Und in Gedanken sah ich Johnny Upright und seine gute Frau, seine hübschen Töchter und sein schlampiges Dienstmädchen wie so viele andere Schatten durch das Dunkel gen Osten gejagt, das brüllende Großstadtungeheuer auf den Fersen.

Johnny Upright ist nicht der einzige Flüchtling. Ganz an der Grenze der Großstadt wohnen kleine Kaufleute, Geschäftsführer und tüchtige Kontoristen. Sie wohnen in kleinen, villenartigen Häusern mit kleinen Blumengärten, wo sie jedenfalls Platz haben, sich zu regen und zu atmen.
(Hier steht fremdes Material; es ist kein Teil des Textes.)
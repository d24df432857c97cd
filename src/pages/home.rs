//! Public pages: home and how-it-works.

use dioxus::prelude::*;
use megilance_core::{BadgeVariant, PortalRole, Section, TooltipPosition};
use megilance_ui::{Accordion, Badge, Tabs, Tooltip};

use crate::app::Route;

const FEATURES: [(&str, &str); 3] = [
    ("AI matching", "Proposals ranked by fit, price and delivery history."),
    ("Secure payments", "Milestone escrow with transparent fees."),
    ("Fraud checks", "Every new account and payout is screened."),
];

#[component]
pub fn Home() -> Element {
    rsx! {
        div { class: "page",
            section { class: "hero",
                Badge { variant: BadgeVariant::Primary, "AI-assisted freelancing" }
                h1 { class: "hero__title", "Hire faster. Get paid sooner." }
                p { class: "page__subtitle",
                    "MegiLance connects clients with vetted freelancers and keeps every milestone on track."
                }
                div { class: "hero__actions",
                    Link {
                        class: "btn btn--primary",
                        to: Route::RoleSection { role: PortalRole::Client, section: Section::PostJob },
                        "Post a job"
                    }
                    Link {
                        class: "btn",
                        to: Route::RoleSection { role: PortalRole::Freelancer, section: Section::Dashboard },
                        "Find work"
                    }
                }
            }
            div { class: "card-grid",
                for (title, text) in FEATURES {
                    div { key: "{title}", class: "card",
                        h3 { "{title}" }
                        p { class: "page__subtitle", "{text}" }
                    }
                }
            }
        }
    }
}

const FAQ: [(&str, &str); 3] = [
    (
        "How are freelancers ranked?",
        "A rank score from 0 to 100 combines delivery, reviews and response time.",
    ),
    (
        "When am I charged?",
        "Funds are held per milestone and released when you approve the work.",
    ),
    (
        "What does the fraud check do?",
        "It flags unusual payment patterns and duplicate accounts before money moves.",
    ),
];

fn role_summary(role: PortalRole) -> &'static str {
    match role {
        PortalRole::Client => "Post jobs, compare proposals and pay per milestone.",
        PortalRole::Freelancer => "Send proposals, track invoices and grow your rank.",
        PortalRole::Admin => "Review users, audit payments and monitor AI checks.",
    }
}

#[component]
pub fn HowItWorks() -> Element {
    let mut role_index = use_signal(|| 0usize);
    let labels: Vec<String> = PortalRole::ALL.iter().map(|r| r.label().to_string()).collect();
    let role = PortalRole::ALL[role_index().min(PortalRole::ALL.len() - 1)];

    rsx! {
        div { class: "page",
            h1 { class: "page__title", "How it works" }
            Tabs {
                labels,
                on_change: move |index| role_index.set(index),
                p { "{role_summary(role)}" }
                Link {
                    class: "btn",
                    to: Route::RoleSection { role, section: Section::Dashboard },
                    "Open the {role.label()} portal"
                }
            }
            h2 { "Questions" }
            for (index, (question, answer)) in FAQ.iter().enumerate() {
                Accordion { key: "{index}", title: question.to_string(), default_open: index == 0,
                    p { "{answer}" }
                }
            }
            p { class: "page__subtitle",
                "Rank scores are explained on the "
                Tooltip {
                    text: "Available to freelancers".to_string(),
                    position: TooltipPosition::Right,
                    Link {
                        to: Route::RoleSection { role: PortalRole::Freelancer, section: Section::Rank },
                        "rank page"
                    }
                }
                "."
            }
        }
    }
}
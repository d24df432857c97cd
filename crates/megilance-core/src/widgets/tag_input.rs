//! Free-text tag list with an input buffer.

/// Keys the tag input reacts to.
#[derive(Clone, Copy, PartialEq, Eq, Debug)]
pub enum TagKey {
    Enter,
    Comma,
    Other,
}

/// What a key press did to the list.
#[derive(Clone, PartialEq, Eq, Debug)]
pub enum TagOutcome {
    /// A new tag was appended.
    Added(String),
    /// The buffer matched an existing tag exactly; nothing added.
    Duplicate,
    /// The trimmed buffer was empty; nothing added.
    Empty,
    /// Not a commit key.
    Ignored,
}

/// Ordered, duplicate-free tags (case-sensitive exact match) plus the
/// single-line buffer being typed.
#[derive(Clone, PartialEq, Eq, Debug, Default)]
pub struct TagList {
    tags: Vec<String>,
    buffer: String,
}

impl TagList {
    /// Start from existing tags, dropping duplicates and blanks.
    pub fn new(initial: impl IntoIterator<Item = String>) -> Self {
        let mut list = Self::default();
        for tag in initial {
            let tag = tag.trim();
            if !tag.is_empty() && !list.contains(tag) {
                list.tags.push(tag.to_string());
            }
        }
        list
    }

    pub fn tags(&self) -> &[String] {
        &self.tags
    }

    pub fn buffer(&self) -> &str {
        &self.buffer
    }

    pub fn contains(&self, tag: &str) -> bool {
        self.tags.iter().any(|t| t == tag)
    }

    /// Replace the buffer with what the field now holds.
    ///
    /// Every comma in `text` is a commit point: the segments before the last
    /// comma are committed in order and only the tail stays in the buffer,
    /// so a comma typed mid-text or pasted never ends up inside a tag.
    /// Returns the tags that were added.
    pub fn set_buffer(&mut self, text: impl Into<String>) -> Vec<String> {
        let text = text.into();
        let Some((committed, tail)) = text.rsplit_once(',') else {
            self.buffer = text;
            return Vec::new();
        };

        let mut added = Vec::new();
        for segment in committed.split(',') {
            self.buffer = segment.to_string();
            if let TagOutcome::Added(tag) = self.handle_key(TagKey::Comma) {
                added.push(tag);
            }
        }
        self.buffer = tail.to_string();
        added
    }

    /// Enter or comma commits the trimmed buffer. The buffer is cleared on
    /// every commit key, even when nothing was added.
    pub fn handle_key(&mut self, key: TagKey) -> TagOutcome {
        if key == TagKey::Other {
            return TagOutcome::Ignored;
        }

        let candidate = self.buffer.trim().to_string();
        self.buffer.clear();

        if candidate.is_empty() {
            TagOutcome::Empty
        } else if self.contains(&candidate) {
            TagOutcome::Duplicate
        } else {
            self.tags.push(candidate.clone());
            TagOutcome::Added(candidate)
        }
    }

    /// Remove one tag by exact value. Returns whether it was present.
    pub fn remove(&mut self, tag: &str) -> bool {
        let before = self.tags.len();
        self.tags.retain(|t| t != tag);
        self.tags.len() != before
    }
}

#[cfg(test)]
mod tests {
    use super::*;

    #[test]
    fn enter_adds_then_duplicate_is_ignored() {
        let mut list = TagList::default();
        list.set_buffer("react");
        assert_eq!(list.handle_key(TagKey::Enter), TagOutcome::Added("react".into()));
        assert_eq!(list.tags(), ["react"]);
        assert_eq!(list.buffer(), "");

        list.set_buffer("react");
        assert_eq!(list.handle_key(TagKey::Enter), TagOutcome::Duplicate);
        assert_eq!(list.tags(), ["react"]);
        assert_eq!(list.buffer(), "");

        assert!(list.remove("react"));
        assert!(list.tags().is_empty());
    }

    #[test]
    fn comma_commits_trimmed() {
        let mut list = TagList::default();
        list.set_buffer("  rust ");
        assert_eq!(list.handle_key(TagKey::Comma), TagOutcome::Added("rust".into()));
    }

    #[test]
    fn comma_inside_text_splits_instead_of_sticking() {
        let mut list = TagList::default();
        assert_eq!(list.set_buffer("re,act"), ["re"]);
        assert_eq!(list.buffer(), "act");
        assert_eq!(list.handle_key(TagKey::Enter), TagOutcome::Added("act".into()));
        assert_eq!(list.tags(), ["re", "act"]);
    }

    #[test]
    fn pasted_list_commits_each_segment() {
        let mut list = TagList::new(vec!["b".to_string()]);
        assert_eq!(list.set_buffer(" a, b,,c ,"), ["a", "c"]);
        assert_eq!(list.tags(), ["b", "a", "c"]);
        assert_eq!(list.buffer(), "");
        assert!(list.tags().iter().all(|t| !t.contains(',')));
    }

    #[test]
    fn empty_buffer_is_noop_but_cleared() {
        let mut list = TagList::default();
        list.set_buffer("   ");
        assert_eq!(list.handle_key(TagKey::Enter), TagOutcome::Empty);
        assert_eq!(list.buffer(), "");
        assert!(list.tags().is_empty());
    }

    #[test]
    fn case_sensitive() {
        let mut list = TagList::default();
        list.set_buffer("Rust");
        list.handle_key(TagKey::Enter);
        list.set_buffer("rust");
        assert_eq!(list.handle_key(TagKey::Enter), TagOutcome::Added("rust".into()));
        assert_eq!(list.tags().len(), 2);
    }

    #[test]
    fn other_keys_leave_buffer() {
        let mut list = TagList::default();
        list.set_buffer("go");
        assert_eq!(list.handle_key(TagKey::Other), TagOutcome::Ignored);
        assert_eq!(list.buffer(), "go");
    }

    #[test]
    fn remove_missing_is_false() {
        let mut list = TagList::new(vec!["a".to_string()]);
        assert!(!list.remove("b"));
        assert_eq!(list.tags(), ["a"]);
    }

    #[test]
    fn new_dedupes() {
        let list = TagList::new(vec!["a".into(), "a".into(), " ".into(), "b".into()]);
        assert_eq!(list.tags(), ["a", "b"]);
    }
}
Sie brüsten sich vor Stolz, wenn sie an den Abgrund denken, dem sie entgangen sind, und sie danken Gott, weil sie nicht sind wie so viele andere ... Aber seht! auf sie zu kommt Johnny Upright, das Großstadtungeheuer auf den Fersen. Die Mietskasernen schießen wie durch Zauberschlag hoch, die Gärten werden bebaut, die Villen in viele Wohnungen geteilt, und die dunkle Nacht Londons läßt ihren schwarzen Vorhang über die Szene sinken ...

Ein Mann und der Abgrund

Kann man bei Ihnen mieten?«

Ich sagte diese Worte sehr gleichgültig zu einer dicken älteren Frau, in deren schmutzigem Kaffeehaus in der Nähe von Limehouse ich saß.

»Ja, das kann man!« antwortete sie kurz. Mein Äußeres entsprach vielleicht nicht den Anforderungen, die an ihr Haus gestellt wurden.
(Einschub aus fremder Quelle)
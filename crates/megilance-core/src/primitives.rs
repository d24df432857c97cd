//! Pure logic behind the presentational primitives.
//!
//! Every function here is a total mapping from props to a fixed visual
//! treatment: the same input always yields the same output.

use std::fmt;

use crate::error::UiError;

/// General-purpose badge colour.
#[derive(Clone, Copy, PartialEq, Eq, Debug, Default)]
pub enum BadgeVariant {
    #[default]
    Default,
    Primary,
    Secondary,
    Success,
    Warning,
    Danger,
}

impl BadgeVariant {
    pub fn class(&self) -> &'static str {
        match self {
            BadgeVariant::Default => "badge--default",
            BadgeVariant::Primary => "badge--primary",
            BadgeVariant::Secondary => "badge--secondary",
            BadgeVariant::Success => "badge--success",
            BadgeVariant::Warning => "badge--warning",
            BadgeVariant::Danger => "badge--danger",
        }
    }
}

/// Payment state shown in transaction lists and cards.
#[derive(Clone, Copy, PartialEq, Eq, Debug)]
pub enum PaymentStatus {
    Paid,
    Pending,
    Failed,
}

impl PaymentStatus {
    pub fn label(&self) -> &'static str {
        match self {
            PaymentStatus::Paid => "Paid",
            PaymentStatus::Pending => "Pending",
            PaymentStatus::Failed => "Failed",
        }
    }

    pub fn class(&self) -> &'static str {
        match self {
            PaymentStatus::Paid => "payment-badge--paid",
            PaymentStatus::Pending => "payment-badge--pending",
            PaymentStatus::Failed => "payment-badge--failed",
        }
    }
}

/// Sentiment bucket for a score in `[-1, 1]`.
#[derive(Clone, Copy, PartialEq, Eq, Debug)]
pub enum Sentiment {
    Positive,
    Neutral,
    Negative,
}

impl Sentiment {
    /// Bucket a score. Above 0.2 is positive, below -0.2 negative.
    ///
    /// Out-of-range scores are clamped first; NaN is neutral.
    pub fn from_score(score: f64) -> Self {
        if score.is_nan() {
            return Sentiment::Neutral;
        }
        let score = score.clamp(-1.0, 1.0);
        if score > 0.2 {
            Sentiment::Positive
        } else if score < -0.2 {
            Sentiment::Negative
        } else {
            Sentiment::Neutral
        }
    }

    pub fn label(&self) -> &'static str {
        match self {
            Sentiment::Positive => "Positive",
            Sentiment::Neutral => "Neutral",
            Sentiment::Negative => "Negative",
        }
    }

    pub fn class(&self) -> &'static str {
        match self {
            Sentiment::Positive => "sentiment--positive",
            Sentiment::Neutral => "sentiment--neutral",
            Sentiment::Negative => "sentiment--negative",
        }
    }
}

/// Alert severity; selects icon and colour.
#[derive(Clone, Copy, PartialEq, Eq, Debug, Default)]
pub enum AlertSeverity {
    #[default]
    Info,
    Success,
    Warning,
    Danger,
}

impl AlertSeverity {
    pub fn icon(&self) -> &'static str {
        match self {
            AlertSeverity::Info => "\u{2139}",
            AlertSeverity::Success => "\u{2714}",
            AlertSeverity::Warning => "\u{26A0}",
            AlertSeverity::Danger => "\u{26D4}",
        }
    }

    pub fn class(&self) -> &'static str {
        match self {
            AlertSeverity::Info => "alert--info",
            AlertSeverity::Success => "alert--success",
            AlertSeverity::Warning => "alert--warning",
            AlertSeverity::Danger => "alert--danger",
        }
    }

    /// ARIA role: urgent severities interrupt, the rest are polite.
    pub fn role(&self) -> &'static str {
        match self {
            AlertSeverity::Warning | AlertSeverity::Danger => "alert",
            AlertSeverity::Info | AlertSeverity::Success => "status",
        }
    }
}

#[derive(Clone, Copy, PartialEq, Eq, Debug, Default)]
pub enum LoaderSize {
    Xs,
    Sm,
    #[default]
    Md,
    Lg,
    Xl,
}

impl LoaderSize {
    pub fn class(&self) -> &'static str {
        match self {
            LoaderSize::Xs => "loader--xs",
            LoaderSize::Sm => "loader--sm",
            LoaderSize::Md => "loader--md",
            LoaderSize::Lg => "loader--lg",
            LoaderSize::Xl => "loader--xl",
        }
    }
}

#[derive(Clone, Copy, PartialEq, Eq, Debug, Default)]
pub enum LoaderVariant {
    #[default]
    Spinner,
    Dots,
    Pulse,
}

impl LoaderVariant {
    pub fn class(&self) -> &'static str {
        match self {
            LoaderVariant::Spinner => "loader--spinner",
            LoaderVariant::Dots => "loader--dots",
            LoaderVariant::Pulse => "loader--pulse",
        }
    }

    /// Number of animated child elements.
    pub fn segments(&self) -> usize {
        match self {
            LoaderVariant::Dots => 3,
            LoaderVariant::Spinner | LoaderVariant::Pulse => 1,
        }
    }
}

#[derive(Clone, Copy, PartialEq, Eq, Debug, Default)]
pub enum TooltipPosition {
    #[default]
    Top,
    Bottom,
    Left,
    Right,
}

impl TooltipPosition {
    pub fn class(&self) -> &'static str {
        match self {
            TooltipPosition::Top => "tooltip--top",
            TooltipPosition::Bottom => "tooltip--bottom",
            TooltipPosition::Left => "tooltip--left",
            TooltipPosition::Right => "tooltip--right",
        }
    }
}

/// A percentage guaranteed to lie in `[0, 100]`.
#[derive(Clone, Copy, PartialEq, PartialOrd, Debug, Default)]
pub struct Percent(f64);

impl Percent {
    /// Clamp any input into range. NaN becomes 0; out-of-range values are
    /// silently clamped, never rejected.
    pub fn clamped(value: f64) -> Self {
        if value.is_nan() {
            Percent(0.0)
        } else {
            Percent(value.clamp(0.0, 100.0))
        }
    }

    pub fn value(&self) -> f64 {
        self.0
    }

    /// Fraction in `[0, 1]`.
    pub fn fraction(&self) -> f64 {
        self.0 / 100.0
    }
}

impl fmt::Display for Percent {
    fn fmt(&self, f: &mut fmt::Formatter<'_>) -> fmt::Result {
        if self.0.fract() == 0.0 {
            write!(f, "{}", self.0 as i64)
        } else {
            write!(f, "{:.1}", self.0)
        }
    }
}

/// Geometry of the semicircular rank gauge, in a 100x50 viewBox.
///
/// The arc starts at the left end of the semicircle and sweeps clockwise
/// by `score / 100 * 180` degrees.
#[derive(Clone, Copy, PartialEq, Debug)]
pub struct GaugeGeometry {
    pub score: Percent,
}

impl GaugeGeometry {
    pub const CENTER_X: f64 = 50.0;
    pub const CENTER_Y: f64 = 50.0;
    pub const RADIUS: f64 = 40.0;

    pub fn new(score: f64) -> Self {
        Self {
            score: Percent::clamped(score),
        }
    }

    /// Needle rotation in degrees, `0..=180`.
    pub fn rotation_deg(&self) -> f64 {
        self.score.fraction() * 180.0
    }

    /// End point of the filled arc.
    pub fn arc_end(&self) -> (f64, f64) {
        let angle = std::f64::consts::PI * (1.0 - self.score.fraction());
        (
            Self::CENTER_X + Self::RADIUS * angle.cos(),
            Self::CENTER_Y - Self::RADIUS * angle.sin(),
        )
    }

    /// SVG path of the background track (full semicircle).
    pub fn track_path(&self) -> String {
        format!(
            "M {} {} A {r} {r} 0 0 1 {} {}",
            Self::CENTER_X - Self::RADIUS,
            Self::CENTER_Y,
            Self::CENTER_X + Self::RADIUS,
            Self::CENTER_Y,
            r = Self::RADIUS
        )
    }

    /// SVG path of the filled arc. Never needs the large-arc flag since the
    /// sweep is at most 180 degrees.
    pub fn fill_path(&self) -> String {
        let (x, y) = self.arc_end();
        format!(
            "M {} {} A {r} {r} 0 0 1 {:.3} {:.3}",
            Self::CENTER_X - Self::RADIUS,
            Self::CENTER_Y,
            x,
            y,
            r = Self::RADIUS
        )
    }
}

/// Up to two uppercase letters derived from a display name.
#[derive(Clone, PartialEq, Eq, Debug)]
pub struct Initials(String);

impl Initials {
    /// First letter of the first and last whitespace-separated tokens, or the
    /// first two characters of a single-token name, uppercased.
    ///
    /// A name with no visible characters is a caller bug and yields
    /// [`UiError::EmptyName`]; avatars render `?` in that case.
    pub fn from_name(name: &str) -> Result<Self, UiError> {
        let tokens: Vec<&str> = name.split_whitespace().collect();
        let initials: String = match tokens.as_slice() {
            [] => return Err(UiError::EmptyName),
            [single] => single.chars().take(2).collect(),
            [first, .., last] => first.chars().take(1).chain(last.chars().take(1)).collect(),
        };
        Ok(Initials(initials.to_uppercase()))
    }

    pub fn as_str(&self) -> &str {
        &self.0
    }
}

impl fmt::Display for Initials {
    fn fmt(&self, f: &mut fmt::Formatter<'_>) -> fmt::Result {
        f.write_str(&self.0)
    }
}

/// Fallback glyph when initials cannot be derived.
pub const UNKNOWN_INITIALS: &str = "?";

#[cfg(test)]
mod tests {
    use super::*;

    #[test]
    fn percent_boundaries() {
        assert_eq!(Percent::clamped(-5.0).value(), 0.0);
        assert_eq!(Percent::clamped(0.0).value(), 0.0);
        assert_eq!(Percent::clamped(50.0).value(), 50.0);
        assert_eq!(Percent::clamped(150.0).value(), 100.0);
        assert_eq!(Percent::clamped(f64::NAN).value(), 0.0);
        assert_eq!(Percent::clamped(f64::INFINITY).value(), 100.0);
    }

    #[test]
    fn percent_display() {
        assert_eq!(Percent::clamped(42.0).to_string(), "42");
        assert_eq!(Percent::clamped(42.5).to_string(), "42.5");
    }

    #[test]
    fn gauge_rotation() {
        assert_eq!(GaugeGeometry::new(0.0).rotation_deg(), 0.0);
        assert_eq!(GaugeGeometry::new(50.0).rotation_deg(), 90.0);
        assert_eq!(GaugeGeometry::new(250.0).rotation_deg(), 180.0);
    }

    #[test]
    fn gauge_arc_end_points() {
        let (x, y) = GaugeGeometry::new(0.0).arc_end();
        assert!((x - 10.0).abs() < 1e-9 && (y - 50.0).abs() < 1e-9);

        let (x, y) = GaugeGeometry::new(50.0).arc_end();
        assert!((x - 50.0).abs() < 1e-9 && (y - 10.0).abs() < 1e-9);

        let (x, y) = GaugeGeometry::new(100.0).arc_end();
        assert!((x - 90.0).abs() < 1e-9 && (y - 50.0).abs() < 1e-9);
    }

    #[test]
    fn initials_examples() {
        assert_eq!(Initials::from_name("Jane Doe").unwrap().as_str(), "JD");
        assert_eq!(Initials::from_name("Madonna").unwrap().as_str(), "MA");
        assert_eq!(Initials::from_name("  ada   king lovelace ").unwrap().as_str(), "AL");
        assert_eq!(Initials::from_name("x").unwrap().as_str(), "X");
    }

    #[test]
    fn initials_empty_is_error() {
        assert!(matches!(Initials::from_name(""), Err(UiError::EmptyName)));
        assert!(matches!(Initials::from_name("   "), Err(UiError::EmptyName)));
    }

    #[test]
    fn sentiment_buckets() {
        assert_eq!(Sentiment::from_score(0.5), Sentiment::Positive);
        assert_eq!(Sentiment::from_score(0.2), Sentiment::Neutral);
        assert_eq!(Sentiment::from_score(-0.2), Sentiment::Neutral);
        assert_eq!(Sentiment::from_score(-0.21), Sentiment::Negative);
        assert_eq!(Sentiment::from_score(9.0), Sentiment::Positive);
        assert_eq!(Sentiment::from_score(f64::NAN), Sentiment::Neutral);
    }

    #[test]
    fn payment_labels() {
        assert_eq!(PaymentStatus::Paid.label(), "Paid");
        assert_eq!(PaymentStatus::Pending.label(), "Pending");
        assert_eq!(PaymentStatus::Failed.label(), "Failed");
        assert_eq!(PaymentStatus::Failed.class(), "payment-badge--failed");
    }

    #[test]
    fn variant_defaults() {
        assert_eq!(BadgeVariant::default(), BadgeVariant::Default);
        assert_eq!(AlertSeverity::default(), AlertSeverity::Info);
        assert_eq!(LoaderSize::default(), LoaderSize::Md);
        assert_eq!(LoaderVariant::Dots.segments(), 3);
        assert_eq!(TooltipPosition::default().class(), "tooltip--top");
    }

    #[test]
    fn alert_roles() {
        assert_eq!(AlertSeverity::Danger.role(), "alert");
        assert_eq!(AlertSeverity::Info.role(), "status");
    }
}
Ich sprach nichts weiter, sondern genoß schweigend meine Scheibe Schinken und meinen dünnen Tee. Sie bewies mir auch weiter kein Interesse, bis ich bezahlen wollte und ganze zehn Schilling aus der Tasche holte. Da blieb die erwartete Wirkung nicht aus.

»Ja,« fuhr sie jetzt fort, »ich habe ein hübsches Heim, und ich glaube, es wird Ihnen gefallen. Sind Sie gerade von einer Reise zurückgekommen?«

»Was nehmen Sie für ein Zimmer?« fragte ich und ignorierte ihre Neugier völlig.

Sie sah mich mit sichtbarer Überraschung von oben bis unten an.

»Ich vermiete nie ganze Zimmer, nicht einmal an meine festen Mieter, geschweige denn an vorübergehende.«

»Dann muß ich mich wohl nach etwas anderm umsehen«, sagte ich sichtlich enttäuscht.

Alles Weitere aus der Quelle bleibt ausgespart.